La vie des prisonniers n’en est pas moins strictement réglementée et les conditions de détention restent spartiates. Il n’y a pas d’air conditionné dans les cellules pour aider les détenus à passer les étés étouffants du sud-ouest du Japon. Tous les prisonniers doivent travailler, même ceux qui ont dépassé l’âge de la retraite. Les conversations sont interdites au déjeuner, sur le lieu de travail et dans les douches. Les détenus ne peuvent se parler, lire ou regarder la télévision que brièvement après le déjeuner et le soir, jusqu’à l’extinction des lumières, à 21h.
La moitié des détenus souffrent de démence et la prison dispose d’une petite clinique. Les patients nécessitant des soins avancés sont transférés vers des établissements équipés de services hospitaliers, comme à Hiroshima.

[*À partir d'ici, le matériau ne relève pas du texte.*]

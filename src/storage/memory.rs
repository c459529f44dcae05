//! Process-local store with the same uniqueness rules as the database.

use anyhow::Result;
use chrono::Utc;
use tokio::sync::Mutex;
use uuid::Uuid;

use super::{ApproveOutcome, BoxFuture, EventDetailsStore, InsertOutcome, RegistrationStore};
use crate::models::{
    Approval, Attachment, AttachmentMeta, Banner, BannerMeta, EventDetails, EventDetailsUpdate,
    NewRegistration, Registration, RegistrationStats, RegistrationStatus,
};

struct Row {
    registration: Registration,
    attachment: Attachment,
}

#[derive(Default)]
struct State {
    // Insertion order, so iterating in reverse yields newest first.
    rows: Vec<Row>,
    event: Option<EventDetails>,
    banner: Option<Banner>,
}

impl State {
    fn row_mut(&mut self, id: Uuid) -> Option<&mut Row> {
        self.rows.iter_mut().find(|row| row.registration.id == id)
    }

    fn event_mut(&mut self) -> &mut EventDetails {
        self.event.get_or_insert_with(EventDetails::defaults)
    }
}

#[derive(Default)]
pub struct MemoryStore {
    state: Mutex<State>,
}

impl MemoryStore {
    #[must_use]
    pub fn new() -> Self {
        Self::default()
    }
}

impl RegistrationStore for MemoryStore {
    fn ping(&self) -> BoxFuture<'_, Result<()>> {
        Box::pin(async { Ok(()) })
    }

    fn email_registered<'a>(&'a self, email: &'a str) -> BoxFuture<'a, Result<bool>> {
        Box::pin(async move {
            let state = self.state.lock().await;
            Ok(state.rows.iter().any(|row| row.registration.email == email))
        })
    }

    fn ticket_id_taken<'a>(&'a self, ticket_id: &'a str) -> BoxFuture<'a, Result<bool>> {
        Box::pin(async move {
            let state = self.state.lock().await;
            Ok(state
                .rows
                .iter()
                .any(|row| row.registration.ticket_id.as_deref() == Some(ticket_id)))
        })
    }

    fn insert(&self, registration: NewRegistration) -> BoxFuture<'_, Result<InsertOutcome>> {
        Box::pin(async move {
            let mut state = self.state.lock().await;
            if state
                .rows
                .iter()
                .any(|row| row.registration.email == registration.email)
            {
                return Ok(InsertOutcome::EmailTaken);
            }

            let now = Utc::now();
            let stored = Registration {
                id: Uuid::new_v4(),
                name: registration.name,
                contact_no: registration.contact_no,
                email: registration.email,
                note: registration.note,
                note_acknowledged_by: Vec::new(),
                price: registration.price,
                attachment: AttachmentMeta {
                    original_name: registration.attachment.original_name.clone(),
                    mime_type: registration.attachment.mime_type.clone(),
                    size: registration.attachment.size(),
                },
                status: RegistrationStatus::Pending,
                ticket_id: None,
                reviewed_by: None,
                reviewed_at: None,
                created_at: now,
                updated_at: now,
            };
            state.rows.push(Row {
                registration: stored.clone(),
                attachment: registration.attachment,
            });
            Ok(InsertOutcome::Created(stored))
        })
    }

    fn find(&self, id: Uuid) -> BoxFuture<'_, Result<Option<Registration>>> {
        Box::pin(async move {
            let state = self.state.lock().await;
            Ok(state
                .rows
                .iter()
                .find(|row| row.registration.id == id)
                .map(|row| row.registration.clone()))
        })
    }

    fn list(
        &self,
        status: Option<RegistrationStatus>,
    ) -> BoxFuture<'_, Result<Vec<Registration>>> {
        Box::pin(async move {
            let state = self.state.lock().await;
            Ok(state
                .rows
                .iter()
                .rev()
                .filter(|row| status.is_none_or(|status| row.registration.status == status))
                .map(|row| row.registration.clone())
                .collect())
        })
    }

    fn attachment(&self, id: Uuid) -> BoxFuture<'_, Result<Option<Attachment>>> {
        Box::pin(async move {
            let state = self.state.lock().await;
            Ok(state
                .rows
                .iter()
                .find(|row| row.registration.id == id)
                .map(|row| row.attachment.clone()))
        })
    }

    fn approve<'a>(
        &'a self,
        id: Uuid,
        approval: &'a Approval,
    ) -> BoxFuture<'a, Result<ApproveOutcome>> {
        Box::pin(async move {
            let mut state = self.state.lock().await;
            let ticket_taken = state
                .rows
                .iter()
                .any(|row| row.registration.ticket_id.as_deref() == Some(approval.ticket_id.as_str()));
            let Some(row) = state.row_mut(id) else {
                return Ok(ApproveOutcome::NotFound);
            };
            if row.registration.status != RegistrationStatus::Pending {
                return Ok(ApproveOutcome::NotPending);
            }
            if ticket_taken {
                return Ok(ApproveOutcome::TicketTaken);
            }

            let registration = &mut row.registration;
            registration.status = RegistrationStatus::Approved;
            registration.ticket_id = Some(approval.ticket_id.clone());
            registration.reviewed_by = Some(approval.reviewed_by.clone());
            registration.reviewed_at = Some(approval.reviewed_at);
            registration.updated_at = Utc::now();
            Ok(ApproveOutcome::Approved(registration.clone()))
        })
    }

    fn delete_pending(&self, id: Uuid) -> BoxFuture<'_, Result<bool>> {
        Box::pin(async move {
            let mut state = self.state.lock().await;
            let before = state.rows.len();
            state.rows.retain(|row| {
                row.registration.id != id || row.registration.status != RegistrationStatus::Pending
            });
            Ok(state.rows.len() < before)
        })
    }

    fn delete(&self, id: Uuid) -> BoxFuture<'_, Result<bool>> {
        Box::pin(async move {
            let mut state = self.state.lock().await;
            let before = state.rows.len();
            state.rows.retain(|row| row.registration.id != id);
            Ok(state.rows.len() < before)
        })
    }

    fn stats(&self) -> BoxFuture<'_, Result<RegistrationStats>> {
        Box::pin(async move {
            let state = self.state.lock().await;
            let mut stats = RegistrationStats::default();
            for row in &state.rows {
                stats.total += 1;
                match row.registration.status {
                    RegistrationStatus::Pending => stats.pending += 1,
                    RegistrationStatus::Approved => {
                        stats.approved += 1;
                        stats.total_revenue += row.registration.price;
                    }
                    RegistrationStatus::Rejected => stats.rejected += 1,
                }
            }
            Ok(stats)
        })
    }

    fn with_notes(&self) -> BoxFuture<'_, Result<Vec<Registration>>> {
        Box::pin(async move {
            let state = self.state.lock().await;
            Ok(state
                .rows
                .iter()
                .rev()
                .filter(|row| row.registration.has_note())
                .map(|row| row.registration.clone())
                .collect())
        })
    }

    fn acknowledge_note<'a>(&'a self, id: Uuid, admin: &'a str) -> BoxFuture<'a, Result<bool>> {
        Box::pin(async move {
            let mut state = self.state.lock().await;
            let Some(row) = state.row_mut(id) else {
                return Ok(false);
            };
            let registration = &mut row.registration;
            if !registration.acknowledged_by(admin) {
                registration.note_acknowledged_by.push(admin.to_string());
                registration.updated_at = Utc::now();
            }
            Ok(true)
        })
    }

    fn clear_note(&self, id: Uuid) -> BoxFuture<'_, Result<bool>> {
        Box::pin(async move {
            let mut state = self.state.lock().await;
            let Some(row) = state.row_mut(id) else {
                return Ok(false);
            };
            row.registration.note = None;
            row.registration.note_acknowledged_by.clear();
            row.registration.updated_at = Utc::now();
            Ok(true)
        })
    }
}

impl EventDetailsStore for MemoryStore {
    fn event_details(&self) -> BoxFuture<'_, Result<EventDetails>> {
        Box::pin(async move {
            let mut state = self.state.lock().await;
            Ok(state.event_mut().clone())
        })
    }

    fn update_event_details<'a>(
        &'a self,
        update: &'a EventDetailsUpdate,
    ) -> BoxFuture<'a, Result<EventDetails>> {
        Box::pin(async move {
            let mut state = self.state.lock().await;
            let event = state.event_mut();
            event.date.clone_from(&update.date);
            event.time.clone_from(&update.time);
            event.venue.clone_from(&update.venue);
            event.updated_by.clone_from(&update.updated_by);
            event.updated_at = Utc::now();
            Ok(event.clone())
        })
    }

    fn banner(&self) -> BoxFuture<'_, Result<Option<Banner>>> {
        Box::pin(async move { Ok(self.state.lock().await.banner.clone()) })
    }

    fn set_banner<'a>(
        &'a self,
        banner: &'a Banner,
        updated_by: &'a str,
    ) -> BoxFuture<'a, Result<EventDetails>> {
        Box::pin(async move {
            let mut state = self.state.lock().await;
            state.banner = Some(banner.clone());
            let event = state.event_mut();
            event.banner = Some(BannerMeta {
                mime_type: banner.mime_type.clone(),
                size: banner.data.len() as u64,
                uploaded_at: banner.uploaded_at,
            });
            event.updated_by = updated_by.to_string();
            event.updated_at = Utc::now();
            Ok(event.clone())
        })
    }

    fn clear_banner<'a>(&'a self, updated_by: &'a str) -> BoxFuture<'a, Result<EventDetails>> {
        Box::pin(async move {
            let mut state = self.state.lock().await;
            state.banner = None;
            let event = state.event_mut();
            if event.banner.take().is_some() {
                event.updated_by = updated_by.to_string();
                event.updated_at = Utc::now();
            }
            Ok(event.clone())
        })
    }
}
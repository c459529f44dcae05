//! Admission of verified registrations.

use tracing::{info, warn};

use super::Desk;
use crate::error::{Error, Result};
use crate::models::{Attachment, NewRegistration, Registration};
use crate::otp::{normalize_email, valid_email};
use crate::storage::InsertOutcome;

const ALLOWED_ATTACHMENT_TYPES: [&str; 4] =
    ["image/jpeg", "image/jpg", "image/png", "application/pdf"];

/// Raw registration form as received.
#[derive(Clone, Debug, Default)]
pub struct Submission {
    pub name: String,
    pub contact_no: String,
    pub email: String,
    pub note: Option<String>,
    pub attachment: Option<Attachment>,
}

impl Desk {
    /// Persist a pending registration for a verified email.
    ///
    /// # Errors
    /// `InvalidInput`, `VerificationRequired`, `AlreadyRegistered`,
    /// `InvalidAttachment` or `Storage`. Nothing is stored on error.
    pub async fn submit(&self, submission: Submission) -> Result<Registration> {
        let name = submission.name.trim();
        let contact_no = submission.contact_no.trim();
        let email = normalize_email(&submission.email);
        let Some(attachment) = submission.attachment else {
            return Err(Error::InvalidInput(
                "Name, contact number, email, and bank slip are required".to_string(),
            ));
        };
        if name.is_empty() || contact_no.is_empty() || email.is_empty() {
            return Err(Error::InvalidInput(
                "Name, contact number, email, and bank slip are required".to_string(),
            ));
        }
        if !valid_email(&email) {
            return Err(Error::InvalidInput("Invalid email address format".to_string()));
        }

        let _guard = self.locks.lock(&email).await;

        if !self.verified.is_verified(&email).await {
            return Err(Error::VerificationRequired);
        }
        if self.email_registered(&email).await? {
            return Err(Error::AlreadyRegistered);
        }
        validate_attachment(&attachment, self.config.max_attachment_bytes())?;

        let note = submission
            .note
            .as_deref()
            .map(str::trim)
            .filter(|note| !note.is_empty())
            .map(ToString::to_string);

        let new_registration = NewRegistration {
            name: name.to_string(),
            contact_no: contact_no.to_string(),
            email: email.clone(),
            note,
            price: self.config.price(),
            attachment: Attachment {
                mime_type: attachment.mime_type.to_ascii_lowercase(),
                ..attachment
            },
        };

        let registration = match self
            .registrations
            .insert(new_registration)
            .await
            .map_err(Error::Storage)?
        {
            InsertOutcome::Created(registration) => registration,
            InsertOutcome::EmailTaken => {
                warn!("registration lost a race on the email unique index");
                return Err(Error::AlreadyRegistered);
            }
        };

        self.verified.consume(&email).await;
        info!(
            registration_id = %registration.id,
            attachment_size = registration.attachment.size,
            "registration submitted"
        );
        Ok(registration)
    }
}

fn validate_attachment(attachment: &Attachment, max_bytes: usize) -> Result<()> {
    let mime_type = attachment.mime_type.to_ascii_lowercase();
    if !ALLOWED_ATTACHMENT_TYPES.contains(&mime_type.as_str()) {
        return Err(Error::InvalidAttachment(
            "Only JPG, PNG, and PDF files are allowed".to_string(),
        ));
    }
    if attachment.data.is_empty() {
        return Err(Error::InvalidAttachment("Bank slip file is empty".to_string()));
    }
    if attachment.data.len() > max_bytes {
        return Err(Error::InvalidAttachment(format!(
            "File size must be less than {}MB",
            max_bytes / (1024 * 1024)
        )));
    }
    Ok(())
}

#[cfg(test)]
pub(crate) mod tests {
    use super::*;
    use crate::desk::test_support::{Fixture, fixture, scripted_fixture};
    use crate::models::RegistrationStatus;
    use crate::storage::RegistrationStore;

    pub(crate) const EMAIL: &str = "alice@example.com";

    pub(crate) fn slip(size: usize) -> Attachment {
        Attachment {
            data: vec![0xAB; size],
            original_name: "slip.png".to_string(),
            mime_type: "image/png".to_string(),
        }
    }

    pub(crate) fn form(email: &str) -> Submission {
        Submission {
            name: " Alice Perera ".to_string(),
            contact_no: "0771234567".to_string(),
            email: email.to_string(),
            note: Some("  ".to_string()),
            attachment: Some(slip(1024)),
        }
    }

    /// Row as another writer would have stored it, bypassing admission.
    pub(crate) fn stored_row(email: &str) -> NewRegistration {
        NewRegistration {
            name: "Earlier Writer".to_string(),
            contact_no: "0710000000".to_string(),
            email: email.to_string(),
            note: None,
            price: 3000,
            attachment: slip(16),
        }
    }

    pub(crate) async fn verify(fx: &Fixture, email: &str) -> anyhow::Result<()> {
        fx.desk.issue_otp(email).await?;
        let code = fx
            .messenger
            .last_code(&normalize_email(email))
            .ok_or_else(|| anyhow::anyhow!("no code sent"))?;
        fx.desk.verify_otp(email, &code).await?;
        Ok(())
    }

    pub(crate) async fn register(fx: &Fixture, email: &str) -> anyhow::Result<Registration> {
        verify(fx, email).await?;
        Ok(fx.desk.submit(form(email)).await?)
    }

    #[tokio::test]
    async fn verified_email_is_admitted_once() -> anyhow::Result<()> {
        let fx = fixture();
        let registration = register(&fx, EMAIL).await?;
        assert_eq!(registration.status, RegistrationStatus::Pending);
        assert_eq!(registration.name, "Alice Perera");
        assert_eq!(registration.price, 3000);
        assert_eq!(registration.note, None);
        assert_eq!(registration.attachment.size, 1024);

        // The verification token is spent.
        assert!(!fx.desk.is_verified(EMAIL).await);
        assert!(matches!(
            fx.desk.submit(form(EMAIL)).await,
            Err(Error::VerificationRequired)
        ));
        Ok(())
    }

    #[tokio::test]
    async fn unverified_email_is_refused() -> anyhow::Result<()> {
        let fx = fixture();
        assert!(matches!(
            fx.desk.submit(form(EMAIL)).await,
            Err(Error::VerificationRequired)
        ));
        assert_eq!(fx.store.stats().await?.total, 0);
        Ok(())
    }

    #[tokio::test]
    async fn registered_email_cannot_request_otp() -> anyhow::Result<()> {
        let fx = fixture();
        register(&fx, EMAIL).await?;
        assert!(matches!(
            fx.desk.issue_otp("ALICE@example.com").await,
            Err(Error::AlreadyRegistered)
        ));
        Ok(())
    }

    #[tokio::test]
    async fn oversized_attachment_is_rejected() -> anyhow::Result<()> {
        let fx = fixture();
        verify(&fx, EMAIL).await?;
        let mut submission = form(EMAIL);
        submission.attachment = Some(slip(10 * 1024 * 1024));
        assert!(matches!(
            fx.desk.submit(submission).await,
            Err(Error::InvalidAttachment(_))
        ));
        assert_eq!(fx.store.stats().await?.total, 0);
        // The token survives a rejected upload.
        assert!(fx.desk.is_verified(EMAIL).await);
        Ok(())
    }

    #[tokio::test]
    async fn unsupported_type_is_rejected() -> anyhow::Result<()> {
        let fx = fixture();
        verify(&fx, EMAIL).await?;
        let mut submission = form(EMAIL);
        submission.attachment = Some(Attachment {
            mime_type: "application/zip".to_string(),
            ..slip(10)
        });
        let result = fx.desk.submit(submission).await;
        assert!(matches!(result, Err(Error::InvalidAttachment(_))));
        Ok(())
    }

    #[tokio::test]
    async fn missing_fields_are_invalid_input() {
        let fx = fixture();
        let mut submission = form(EMAIL);
        submission.name = "   ".to_string();
        assert!(matches!(
            fx.desk.submit(submission).await,
            Err(Error::InvalidInput(_))
        ));

        let mut submission = form(EMAIL);
        submission.attachment = None;
        assert!(matches!(
            fx.desk.submit(submission).await,
            Err(Error::InvalidInput(_))
        ));
    }

    #[tokio::test]
    async fn verified_email_already_stored_is_refused() -> anyhow::Result<()> {
        let fx = fixture();
        verify(&fx, EMAIL).await?;
        fx.store.insert(stored_row(EMAIL)).await?;

        assert!(matches!(
            fx.desk.submit(form(EMAIL)).await,
            Err(Error::AlreadyRegistered)
        ));
        assert_eq!(fx.store.stats().await?.total, 1);
        Ok(())
    }

    #[tokio::test]
    async fn unique_email_violation_is_already_registered() -> anyhow::Result<()> {
        let (fx, scripted) = scripted_fixture();
        verify(&fx, EMAIL).await?;
        fx.store.insert(stored_row(EMAIL)).await?;
        // The pre-insert lookup misses the row, so only the unique index catches it.
        scripted.hide_registered();

        assert!(matches!(
            fx.desk.submit(form(EMAIL)).await,
            Err(Error::AlreadyRegistered)
        ));
        assert_eq!(fx.store.stats().await?.total, 1);
        assert!(fx.desk.is_verified(EMAIL).await);
        Ok(())
    }

    #[test]
    fn attachment_limits() {
        assert!(validate_attachment(&slip(5 * 1024 * 1024), 5 * 1024 * 1024).is_ok());
        assert!(validate_attachment(&slip(5 * 1024 * 1024 + 1), 5 * 1024 * 1024).is_err());
        assert!(validate_attachment(&slip(0), 5 * 1024 * 1024).is_err());
        let pdf = Attachment {
            mime_type: "APPLICATION/PDF".to_string(),
            ..slip(1)
        };
        assert!(validate_attachment(&pdf, 10).is_ok());
    }
}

Face à l’afflux de détenus âgés, les autorités affirment toutefois qu’il est hors de question que la prison devienne la maison de retraite japonaise de demain. D’où la nécessité de retisser le lien social, premier rempart contre l’isolement des seniors et la délinquance qui peut en découler. Au Japon, les condamnations de personnes âgées pour vol à l’étalage ont été multipliées par près de sept au cours de la dernière décennie, selon la police métropolitaine de Tokyo.
« Le vol à l’étalage des seniors est devenu un problème social majeur et nous avons tardé à prendre les mesures adéquates », estime Fumio Yamashita, de la police de Tokyo.
« Notre principal souci est d’empêcher les détenus de récidiver. Cela serait mieux s’ils pouvaient subvenir physiquement et financièrement à leurs besoins. Dans le cas contraire, qui va s’occuper d’eux? », explique pour sa part Takashi Hayashi, directeur de la prison d’Onomichi. « Les maisons de retraites sont déjà pleines. Qui voudra accepter d’anciens détenus? ».